Copy exactly the lines of the data below that run from the line holding "device.description().map(|d| d.name().to_string())" through the line holding "pub fn list_output_devices()", both ends included.

═════ THE RECORDS

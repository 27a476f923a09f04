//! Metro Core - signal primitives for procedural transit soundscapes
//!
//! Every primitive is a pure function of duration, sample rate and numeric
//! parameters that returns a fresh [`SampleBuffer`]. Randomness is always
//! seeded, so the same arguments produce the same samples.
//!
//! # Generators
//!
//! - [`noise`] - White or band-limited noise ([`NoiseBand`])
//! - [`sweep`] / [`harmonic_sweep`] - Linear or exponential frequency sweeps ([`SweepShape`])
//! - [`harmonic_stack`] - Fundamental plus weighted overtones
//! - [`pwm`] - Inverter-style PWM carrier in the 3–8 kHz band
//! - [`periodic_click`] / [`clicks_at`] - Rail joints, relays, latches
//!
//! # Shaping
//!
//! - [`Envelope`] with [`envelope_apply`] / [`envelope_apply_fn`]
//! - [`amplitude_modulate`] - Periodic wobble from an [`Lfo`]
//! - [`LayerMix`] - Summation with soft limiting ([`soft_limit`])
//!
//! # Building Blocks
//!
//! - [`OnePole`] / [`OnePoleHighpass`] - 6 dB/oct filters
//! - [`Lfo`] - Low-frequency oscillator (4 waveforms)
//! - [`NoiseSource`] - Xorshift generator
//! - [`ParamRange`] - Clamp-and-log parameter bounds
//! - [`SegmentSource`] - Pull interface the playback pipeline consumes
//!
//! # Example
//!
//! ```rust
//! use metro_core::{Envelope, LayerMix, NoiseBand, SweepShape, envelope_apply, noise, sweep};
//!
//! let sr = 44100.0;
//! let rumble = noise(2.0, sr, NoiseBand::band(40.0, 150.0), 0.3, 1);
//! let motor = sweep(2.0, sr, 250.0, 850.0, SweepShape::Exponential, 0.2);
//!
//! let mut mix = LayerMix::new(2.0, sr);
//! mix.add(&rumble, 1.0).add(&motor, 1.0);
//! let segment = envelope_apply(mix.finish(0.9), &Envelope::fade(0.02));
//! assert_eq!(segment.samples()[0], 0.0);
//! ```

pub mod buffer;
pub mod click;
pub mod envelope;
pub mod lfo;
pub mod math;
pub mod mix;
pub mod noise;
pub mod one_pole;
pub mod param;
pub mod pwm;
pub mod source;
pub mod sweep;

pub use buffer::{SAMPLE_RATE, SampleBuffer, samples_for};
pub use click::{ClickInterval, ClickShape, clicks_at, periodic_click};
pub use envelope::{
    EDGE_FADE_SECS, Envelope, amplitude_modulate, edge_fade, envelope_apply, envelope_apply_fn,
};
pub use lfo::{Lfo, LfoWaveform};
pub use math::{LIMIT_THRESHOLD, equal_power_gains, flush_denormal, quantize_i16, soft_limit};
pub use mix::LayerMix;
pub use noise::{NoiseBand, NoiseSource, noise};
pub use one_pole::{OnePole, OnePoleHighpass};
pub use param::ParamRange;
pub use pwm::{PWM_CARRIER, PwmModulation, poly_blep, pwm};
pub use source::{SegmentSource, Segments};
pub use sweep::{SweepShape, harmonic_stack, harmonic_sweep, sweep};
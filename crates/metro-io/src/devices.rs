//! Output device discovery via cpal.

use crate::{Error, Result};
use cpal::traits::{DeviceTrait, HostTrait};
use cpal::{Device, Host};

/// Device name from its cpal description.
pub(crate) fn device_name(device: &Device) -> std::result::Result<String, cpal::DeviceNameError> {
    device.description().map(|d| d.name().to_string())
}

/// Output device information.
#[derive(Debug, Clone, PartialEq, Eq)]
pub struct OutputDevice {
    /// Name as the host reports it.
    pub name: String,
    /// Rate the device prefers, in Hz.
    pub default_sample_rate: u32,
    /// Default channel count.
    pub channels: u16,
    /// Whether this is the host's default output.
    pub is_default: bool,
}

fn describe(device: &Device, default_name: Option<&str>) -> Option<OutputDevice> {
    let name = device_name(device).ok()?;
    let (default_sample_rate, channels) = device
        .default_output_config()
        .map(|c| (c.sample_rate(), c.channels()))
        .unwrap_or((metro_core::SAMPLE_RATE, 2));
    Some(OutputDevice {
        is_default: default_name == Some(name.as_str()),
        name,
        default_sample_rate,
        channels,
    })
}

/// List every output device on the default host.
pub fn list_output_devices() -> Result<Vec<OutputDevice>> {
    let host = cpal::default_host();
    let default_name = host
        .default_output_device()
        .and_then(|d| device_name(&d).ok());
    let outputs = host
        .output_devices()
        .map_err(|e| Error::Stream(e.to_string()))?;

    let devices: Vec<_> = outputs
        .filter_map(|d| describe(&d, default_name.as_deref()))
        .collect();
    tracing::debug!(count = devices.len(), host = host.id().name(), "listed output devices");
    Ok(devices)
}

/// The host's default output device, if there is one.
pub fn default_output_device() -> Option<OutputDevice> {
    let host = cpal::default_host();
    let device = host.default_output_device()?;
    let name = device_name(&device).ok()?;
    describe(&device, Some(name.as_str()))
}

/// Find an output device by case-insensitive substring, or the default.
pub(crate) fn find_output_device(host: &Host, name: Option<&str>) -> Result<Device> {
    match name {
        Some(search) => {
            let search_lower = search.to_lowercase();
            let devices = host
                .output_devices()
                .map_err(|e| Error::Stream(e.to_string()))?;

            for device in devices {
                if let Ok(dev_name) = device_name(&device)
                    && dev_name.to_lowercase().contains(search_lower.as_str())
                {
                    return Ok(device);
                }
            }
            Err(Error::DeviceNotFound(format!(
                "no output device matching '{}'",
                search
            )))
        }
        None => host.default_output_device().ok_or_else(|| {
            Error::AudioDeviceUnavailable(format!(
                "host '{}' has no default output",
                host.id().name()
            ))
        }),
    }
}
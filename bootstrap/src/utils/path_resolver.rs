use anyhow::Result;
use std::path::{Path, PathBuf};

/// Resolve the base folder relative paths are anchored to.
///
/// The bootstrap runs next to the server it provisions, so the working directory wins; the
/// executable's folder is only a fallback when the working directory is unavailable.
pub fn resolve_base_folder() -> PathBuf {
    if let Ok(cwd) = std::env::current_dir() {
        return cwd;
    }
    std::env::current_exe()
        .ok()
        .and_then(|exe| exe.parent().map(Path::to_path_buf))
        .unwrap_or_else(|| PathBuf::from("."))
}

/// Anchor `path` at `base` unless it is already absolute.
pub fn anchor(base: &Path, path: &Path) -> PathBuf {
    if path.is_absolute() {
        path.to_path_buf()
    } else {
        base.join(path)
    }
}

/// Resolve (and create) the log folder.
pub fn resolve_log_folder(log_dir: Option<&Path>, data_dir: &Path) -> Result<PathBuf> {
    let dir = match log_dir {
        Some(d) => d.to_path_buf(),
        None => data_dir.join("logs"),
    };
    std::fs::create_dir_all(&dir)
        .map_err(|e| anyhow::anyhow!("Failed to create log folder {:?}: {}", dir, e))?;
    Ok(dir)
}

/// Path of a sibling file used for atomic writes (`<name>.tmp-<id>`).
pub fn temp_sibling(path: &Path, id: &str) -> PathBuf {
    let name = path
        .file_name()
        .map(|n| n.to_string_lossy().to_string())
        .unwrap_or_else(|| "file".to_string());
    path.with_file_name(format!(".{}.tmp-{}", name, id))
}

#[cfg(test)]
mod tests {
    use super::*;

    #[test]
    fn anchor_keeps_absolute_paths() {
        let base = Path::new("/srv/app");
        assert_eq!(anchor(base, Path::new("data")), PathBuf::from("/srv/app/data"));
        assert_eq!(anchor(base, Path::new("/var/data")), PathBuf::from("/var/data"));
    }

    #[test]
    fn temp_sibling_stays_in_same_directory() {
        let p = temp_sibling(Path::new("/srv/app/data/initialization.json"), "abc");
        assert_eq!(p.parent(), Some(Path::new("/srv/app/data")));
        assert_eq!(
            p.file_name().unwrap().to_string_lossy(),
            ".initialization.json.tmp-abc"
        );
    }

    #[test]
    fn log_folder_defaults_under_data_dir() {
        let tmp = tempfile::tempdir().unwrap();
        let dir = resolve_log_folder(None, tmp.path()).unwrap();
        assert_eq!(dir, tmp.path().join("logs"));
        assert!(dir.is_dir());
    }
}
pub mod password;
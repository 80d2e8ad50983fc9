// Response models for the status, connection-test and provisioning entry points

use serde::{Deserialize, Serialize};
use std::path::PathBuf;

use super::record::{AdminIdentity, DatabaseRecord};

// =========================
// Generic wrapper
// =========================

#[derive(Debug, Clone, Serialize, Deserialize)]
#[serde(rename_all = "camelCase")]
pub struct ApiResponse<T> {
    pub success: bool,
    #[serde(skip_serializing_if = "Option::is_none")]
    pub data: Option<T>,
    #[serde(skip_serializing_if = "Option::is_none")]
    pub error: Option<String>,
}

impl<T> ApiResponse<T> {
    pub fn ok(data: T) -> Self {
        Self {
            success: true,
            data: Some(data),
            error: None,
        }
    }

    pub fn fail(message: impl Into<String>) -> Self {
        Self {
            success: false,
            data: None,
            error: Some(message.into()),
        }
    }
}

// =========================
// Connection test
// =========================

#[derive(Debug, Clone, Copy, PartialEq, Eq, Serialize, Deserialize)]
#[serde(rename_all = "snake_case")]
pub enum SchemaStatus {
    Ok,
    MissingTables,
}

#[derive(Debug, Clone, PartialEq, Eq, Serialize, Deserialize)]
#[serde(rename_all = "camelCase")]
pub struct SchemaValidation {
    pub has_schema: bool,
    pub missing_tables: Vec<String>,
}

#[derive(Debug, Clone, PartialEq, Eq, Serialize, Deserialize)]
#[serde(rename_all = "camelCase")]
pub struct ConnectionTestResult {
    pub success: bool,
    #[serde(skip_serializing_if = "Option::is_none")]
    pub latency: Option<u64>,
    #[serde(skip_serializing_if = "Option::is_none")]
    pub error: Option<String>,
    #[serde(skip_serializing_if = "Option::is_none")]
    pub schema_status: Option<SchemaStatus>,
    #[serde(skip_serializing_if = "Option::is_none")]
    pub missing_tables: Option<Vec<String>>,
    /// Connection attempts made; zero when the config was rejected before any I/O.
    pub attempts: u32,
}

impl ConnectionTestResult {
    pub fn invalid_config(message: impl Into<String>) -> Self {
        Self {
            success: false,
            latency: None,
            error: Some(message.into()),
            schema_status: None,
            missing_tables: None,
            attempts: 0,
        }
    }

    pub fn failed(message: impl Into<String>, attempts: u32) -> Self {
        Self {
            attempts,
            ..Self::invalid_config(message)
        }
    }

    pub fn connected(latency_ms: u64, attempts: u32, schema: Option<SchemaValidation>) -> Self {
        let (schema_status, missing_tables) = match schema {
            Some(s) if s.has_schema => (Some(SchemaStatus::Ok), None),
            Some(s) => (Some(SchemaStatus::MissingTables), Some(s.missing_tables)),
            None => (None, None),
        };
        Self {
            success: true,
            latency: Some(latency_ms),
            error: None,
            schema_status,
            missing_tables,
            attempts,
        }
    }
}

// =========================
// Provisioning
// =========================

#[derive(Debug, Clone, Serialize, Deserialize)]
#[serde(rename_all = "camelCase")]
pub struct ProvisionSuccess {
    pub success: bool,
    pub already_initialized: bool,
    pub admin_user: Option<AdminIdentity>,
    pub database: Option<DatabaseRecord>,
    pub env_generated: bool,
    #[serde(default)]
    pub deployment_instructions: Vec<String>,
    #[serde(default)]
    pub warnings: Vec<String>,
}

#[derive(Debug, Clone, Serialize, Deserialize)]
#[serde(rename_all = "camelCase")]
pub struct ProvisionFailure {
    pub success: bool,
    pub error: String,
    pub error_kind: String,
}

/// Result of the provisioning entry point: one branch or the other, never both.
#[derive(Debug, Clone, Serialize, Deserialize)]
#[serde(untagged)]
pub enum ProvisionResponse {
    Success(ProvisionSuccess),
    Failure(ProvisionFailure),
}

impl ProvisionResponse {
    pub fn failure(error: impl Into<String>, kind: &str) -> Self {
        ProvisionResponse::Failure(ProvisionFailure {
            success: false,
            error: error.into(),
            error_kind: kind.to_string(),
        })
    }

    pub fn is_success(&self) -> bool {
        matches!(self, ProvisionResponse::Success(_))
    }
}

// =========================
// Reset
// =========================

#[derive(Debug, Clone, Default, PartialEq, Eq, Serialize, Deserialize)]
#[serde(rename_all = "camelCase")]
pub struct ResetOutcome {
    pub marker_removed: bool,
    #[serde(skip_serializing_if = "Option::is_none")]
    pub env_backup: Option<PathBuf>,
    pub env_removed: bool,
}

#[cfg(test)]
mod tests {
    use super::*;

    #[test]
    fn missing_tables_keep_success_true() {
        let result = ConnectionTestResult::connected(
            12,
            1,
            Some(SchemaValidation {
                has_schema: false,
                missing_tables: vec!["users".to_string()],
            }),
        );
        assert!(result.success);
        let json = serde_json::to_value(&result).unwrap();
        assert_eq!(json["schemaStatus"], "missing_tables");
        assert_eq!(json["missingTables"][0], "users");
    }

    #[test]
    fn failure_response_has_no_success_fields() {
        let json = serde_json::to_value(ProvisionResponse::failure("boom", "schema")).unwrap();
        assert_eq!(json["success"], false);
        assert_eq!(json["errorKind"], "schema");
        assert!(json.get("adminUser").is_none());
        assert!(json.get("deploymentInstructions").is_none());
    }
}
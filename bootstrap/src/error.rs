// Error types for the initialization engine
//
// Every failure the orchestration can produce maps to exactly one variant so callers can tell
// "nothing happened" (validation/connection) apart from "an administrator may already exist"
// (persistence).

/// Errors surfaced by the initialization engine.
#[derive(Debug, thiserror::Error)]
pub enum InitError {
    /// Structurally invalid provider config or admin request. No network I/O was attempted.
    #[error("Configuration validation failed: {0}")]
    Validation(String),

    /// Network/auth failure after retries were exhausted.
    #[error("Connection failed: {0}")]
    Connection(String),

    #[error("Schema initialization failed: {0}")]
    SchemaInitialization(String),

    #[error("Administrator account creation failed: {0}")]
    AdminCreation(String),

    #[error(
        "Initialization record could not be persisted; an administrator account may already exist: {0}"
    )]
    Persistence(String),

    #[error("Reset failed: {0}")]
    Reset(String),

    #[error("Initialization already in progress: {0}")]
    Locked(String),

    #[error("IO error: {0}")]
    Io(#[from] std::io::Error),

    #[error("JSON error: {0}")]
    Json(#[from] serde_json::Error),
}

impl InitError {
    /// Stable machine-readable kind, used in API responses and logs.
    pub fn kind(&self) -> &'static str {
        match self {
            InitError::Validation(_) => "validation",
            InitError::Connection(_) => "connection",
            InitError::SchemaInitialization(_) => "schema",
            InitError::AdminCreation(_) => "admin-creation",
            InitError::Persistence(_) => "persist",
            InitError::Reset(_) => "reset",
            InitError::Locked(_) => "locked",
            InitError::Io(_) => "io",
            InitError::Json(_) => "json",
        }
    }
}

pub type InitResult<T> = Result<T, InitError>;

══════════

*SOLVED PROBLEM*
    device.description().map(|d| d.name().to_string())
}

/// Output device information.
#[derive(Debug, Clone, PartialEq, Eq)]
pub struct OutputDevice {
    /// Name as the host reports it.
    pub name: String,
    /// Rate the device prefers, in Hz.
    pub default_sample_rate: u32,
    /// Default channel count.
    pub channels: u16,
    /// Whether this is the host's default output.
    pub is_default: bool,
}

fn describe(device: &Device, default_name: Option<&str>) -> Option<OutputDevice> {
    let name = device_name(device).ok()?;
    let (default_sample_rate, channels) = device
        .default_output_config()
        .map(|c| (c.sample_rate(), c.channels()))
        .unwrap_or((metro_core::SAMPLE_RATE, 2));
    Some(OutputDevice {
        is_default: default_name == Some(name.as_str()),
        name,
        default_sample_rate,
        channels,
    })
}

/// List every output device on the default host.
pub fn list_output_devices() -> Result<Vec<OutputDevice>> {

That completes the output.